══ Listed records ══

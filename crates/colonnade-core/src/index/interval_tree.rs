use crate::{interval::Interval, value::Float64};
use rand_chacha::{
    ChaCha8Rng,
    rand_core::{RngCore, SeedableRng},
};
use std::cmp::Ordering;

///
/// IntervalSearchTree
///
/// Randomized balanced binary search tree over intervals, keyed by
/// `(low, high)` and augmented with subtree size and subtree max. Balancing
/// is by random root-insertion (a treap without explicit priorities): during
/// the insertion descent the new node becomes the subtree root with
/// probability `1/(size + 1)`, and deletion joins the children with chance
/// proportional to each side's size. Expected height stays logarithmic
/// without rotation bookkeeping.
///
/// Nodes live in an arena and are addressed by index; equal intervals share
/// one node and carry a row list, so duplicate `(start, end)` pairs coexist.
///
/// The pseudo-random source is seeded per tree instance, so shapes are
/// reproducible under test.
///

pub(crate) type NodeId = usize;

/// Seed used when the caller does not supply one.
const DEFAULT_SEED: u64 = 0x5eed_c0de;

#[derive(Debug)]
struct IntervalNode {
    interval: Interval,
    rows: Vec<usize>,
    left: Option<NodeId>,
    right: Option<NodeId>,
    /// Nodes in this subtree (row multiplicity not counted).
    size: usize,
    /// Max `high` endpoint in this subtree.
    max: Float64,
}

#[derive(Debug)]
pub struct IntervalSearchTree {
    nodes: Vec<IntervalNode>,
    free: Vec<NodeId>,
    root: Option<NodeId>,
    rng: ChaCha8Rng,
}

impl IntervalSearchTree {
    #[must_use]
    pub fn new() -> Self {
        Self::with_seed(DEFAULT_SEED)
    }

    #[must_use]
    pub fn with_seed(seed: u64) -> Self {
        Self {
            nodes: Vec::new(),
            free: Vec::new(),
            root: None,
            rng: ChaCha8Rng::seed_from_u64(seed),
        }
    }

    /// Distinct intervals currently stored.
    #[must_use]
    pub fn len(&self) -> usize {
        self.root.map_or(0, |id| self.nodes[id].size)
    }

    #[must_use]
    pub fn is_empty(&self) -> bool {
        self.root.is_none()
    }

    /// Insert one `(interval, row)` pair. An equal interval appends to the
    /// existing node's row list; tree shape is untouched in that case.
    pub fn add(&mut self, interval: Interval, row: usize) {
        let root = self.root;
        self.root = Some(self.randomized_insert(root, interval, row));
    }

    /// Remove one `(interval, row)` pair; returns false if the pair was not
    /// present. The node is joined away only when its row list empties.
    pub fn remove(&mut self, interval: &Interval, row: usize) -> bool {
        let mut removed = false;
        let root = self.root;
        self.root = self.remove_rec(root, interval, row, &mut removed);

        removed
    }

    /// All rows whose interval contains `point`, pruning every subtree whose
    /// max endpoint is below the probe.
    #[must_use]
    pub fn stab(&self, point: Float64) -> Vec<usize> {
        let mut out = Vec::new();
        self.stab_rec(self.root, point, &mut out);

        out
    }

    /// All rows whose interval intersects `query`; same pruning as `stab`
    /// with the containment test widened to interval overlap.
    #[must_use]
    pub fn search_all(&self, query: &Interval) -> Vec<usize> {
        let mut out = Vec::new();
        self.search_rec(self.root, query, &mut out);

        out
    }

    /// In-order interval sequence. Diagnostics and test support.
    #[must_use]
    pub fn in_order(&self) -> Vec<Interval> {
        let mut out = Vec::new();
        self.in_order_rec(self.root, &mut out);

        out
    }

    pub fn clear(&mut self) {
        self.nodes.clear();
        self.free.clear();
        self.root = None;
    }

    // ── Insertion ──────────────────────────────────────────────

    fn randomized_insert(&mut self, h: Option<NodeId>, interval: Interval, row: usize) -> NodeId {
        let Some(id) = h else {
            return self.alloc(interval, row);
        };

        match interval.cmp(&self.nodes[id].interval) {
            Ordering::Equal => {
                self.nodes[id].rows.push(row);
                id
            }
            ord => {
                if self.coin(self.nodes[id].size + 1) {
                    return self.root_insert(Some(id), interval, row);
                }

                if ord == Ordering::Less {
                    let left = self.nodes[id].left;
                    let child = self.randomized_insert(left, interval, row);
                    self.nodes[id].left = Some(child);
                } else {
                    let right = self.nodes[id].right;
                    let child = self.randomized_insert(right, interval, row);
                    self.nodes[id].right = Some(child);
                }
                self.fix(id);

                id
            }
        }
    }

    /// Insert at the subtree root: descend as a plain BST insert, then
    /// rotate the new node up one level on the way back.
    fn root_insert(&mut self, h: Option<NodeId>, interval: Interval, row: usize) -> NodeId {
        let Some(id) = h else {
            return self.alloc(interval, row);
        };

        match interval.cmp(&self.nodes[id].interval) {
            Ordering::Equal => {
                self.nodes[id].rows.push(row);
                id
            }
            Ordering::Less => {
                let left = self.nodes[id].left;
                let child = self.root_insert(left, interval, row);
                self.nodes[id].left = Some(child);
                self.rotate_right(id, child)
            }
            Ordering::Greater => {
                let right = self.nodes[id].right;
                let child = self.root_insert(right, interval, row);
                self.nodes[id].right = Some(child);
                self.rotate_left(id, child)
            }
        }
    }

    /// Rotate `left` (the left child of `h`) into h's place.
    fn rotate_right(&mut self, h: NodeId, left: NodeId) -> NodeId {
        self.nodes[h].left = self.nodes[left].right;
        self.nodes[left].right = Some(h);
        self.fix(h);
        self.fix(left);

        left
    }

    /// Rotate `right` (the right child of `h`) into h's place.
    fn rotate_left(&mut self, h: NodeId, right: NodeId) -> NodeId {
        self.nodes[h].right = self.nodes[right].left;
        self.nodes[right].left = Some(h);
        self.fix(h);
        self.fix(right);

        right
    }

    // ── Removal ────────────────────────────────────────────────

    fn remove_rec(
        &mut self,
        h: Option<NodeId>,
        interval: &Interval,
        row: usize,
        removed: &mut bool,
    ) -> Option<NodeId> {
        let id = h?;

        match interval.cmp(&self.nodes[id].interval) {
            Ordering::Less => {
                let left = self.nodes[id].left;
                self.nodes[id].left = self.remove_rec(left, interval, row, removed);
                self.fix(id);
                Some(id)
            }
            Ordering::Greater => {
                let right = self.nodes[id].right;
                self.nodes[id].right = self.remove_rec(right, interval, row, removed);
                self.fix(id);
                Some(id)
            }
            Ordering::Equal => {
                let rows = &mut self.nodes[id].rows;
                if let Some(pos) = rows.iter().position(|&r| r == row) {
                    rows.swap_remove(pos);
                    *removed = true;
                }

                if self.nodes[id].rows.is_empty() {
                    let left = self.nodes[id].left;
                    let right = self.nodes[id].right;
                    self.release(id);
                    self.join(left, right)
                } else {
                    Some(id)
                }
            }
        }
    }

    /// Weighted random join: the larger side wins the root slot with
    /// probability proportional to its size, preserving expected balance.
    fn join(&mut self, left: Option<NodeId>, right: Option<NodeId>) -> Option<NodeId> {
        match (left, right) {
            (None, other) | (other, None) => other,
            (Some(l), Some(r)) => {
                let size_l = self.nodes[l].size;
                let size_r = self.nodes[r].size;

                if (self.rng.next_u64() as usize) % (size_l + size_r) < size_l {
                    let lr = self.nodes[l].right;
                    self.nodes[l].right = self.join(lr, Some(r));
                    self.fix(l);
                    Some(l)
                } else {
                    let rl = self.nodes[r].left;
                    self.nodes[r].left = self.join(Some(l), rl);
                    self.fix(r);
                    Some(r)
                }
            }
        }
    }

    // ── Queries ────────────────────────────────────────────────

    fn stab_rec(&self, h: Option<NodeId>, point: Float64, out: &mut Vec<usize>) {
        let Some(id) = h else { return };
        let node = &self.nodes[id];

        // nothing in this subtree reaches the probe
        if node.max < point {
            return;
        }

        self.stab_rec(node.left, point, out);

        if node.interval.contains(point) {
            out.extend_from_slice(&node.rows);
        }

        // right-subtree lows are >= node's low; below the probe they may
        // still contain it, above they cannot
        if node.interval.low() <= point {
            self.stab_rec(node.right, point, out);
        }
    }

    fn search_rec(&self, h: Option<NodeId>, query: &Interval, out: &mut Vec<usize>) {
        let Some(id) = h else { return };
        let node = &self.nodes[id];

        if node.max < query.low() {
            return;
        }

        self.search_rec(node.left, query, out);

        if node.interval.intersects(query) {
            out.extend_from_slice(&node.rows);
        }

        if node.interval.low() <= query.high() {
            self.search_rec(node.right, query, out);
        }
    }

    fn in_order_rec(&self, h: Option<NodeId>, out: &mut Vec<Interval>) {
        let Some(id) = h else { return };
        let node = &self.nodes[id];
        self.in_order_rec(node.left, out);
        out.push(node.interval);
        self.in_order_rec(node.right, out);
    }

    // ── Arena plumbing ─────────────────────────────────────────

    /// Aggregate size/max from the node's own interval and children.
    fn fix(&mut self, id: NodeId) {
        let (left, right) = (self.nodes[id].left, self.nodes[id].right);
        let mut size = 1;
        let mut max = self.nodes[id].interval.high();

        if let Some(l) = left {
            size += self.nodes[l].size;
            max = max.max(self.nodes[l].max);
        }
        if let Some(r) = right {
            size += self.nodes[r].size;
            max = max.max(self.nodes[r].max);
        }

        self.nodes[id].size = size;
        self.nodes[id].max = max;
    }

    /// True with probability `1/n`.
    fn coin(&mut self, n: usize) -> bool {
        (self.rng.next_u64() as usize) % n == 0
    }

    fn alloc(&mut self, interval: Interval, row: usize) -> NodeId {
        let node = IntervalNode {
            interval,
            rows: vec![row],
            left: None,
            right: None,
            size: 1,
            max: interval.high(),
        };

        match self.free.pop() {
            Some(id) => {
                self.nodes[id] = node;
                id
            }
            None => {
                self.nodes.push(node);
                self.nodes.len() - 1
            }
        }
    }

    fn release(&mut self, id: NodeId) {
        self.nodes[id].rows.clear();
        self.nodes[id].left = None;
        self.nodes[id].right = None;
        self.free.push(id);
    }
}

═══

> Try it:
Both end lines included, restate word for word the lines above from the line with "self.rotate_right(id, child)" to the line with "(the right child", and nothing else.

> Answer box:
                self.rotate_right(id, child)
            }
            Ordering::Greater => {
                let right = self.nodes[id].right;
                let child = self.root_insert(right, interval, row);
                self.nodes[id].right = Some(child);
                self.rotate_left(id, child)
            }
        }
    }

    /// Rotate `left` (the left child of `h`) into h's place.
    fn rotate_right(&mut self, h: NodeId, left: NodeId) -> NodeId {
        self.nodes[h].left = self.nodes[left].right;
        self.nodes[left].right = Some(h);
        self.fix(h);
        self.fix(left);

        left
    }

    /// Rotate `right` (the right child of `h`) into h's place.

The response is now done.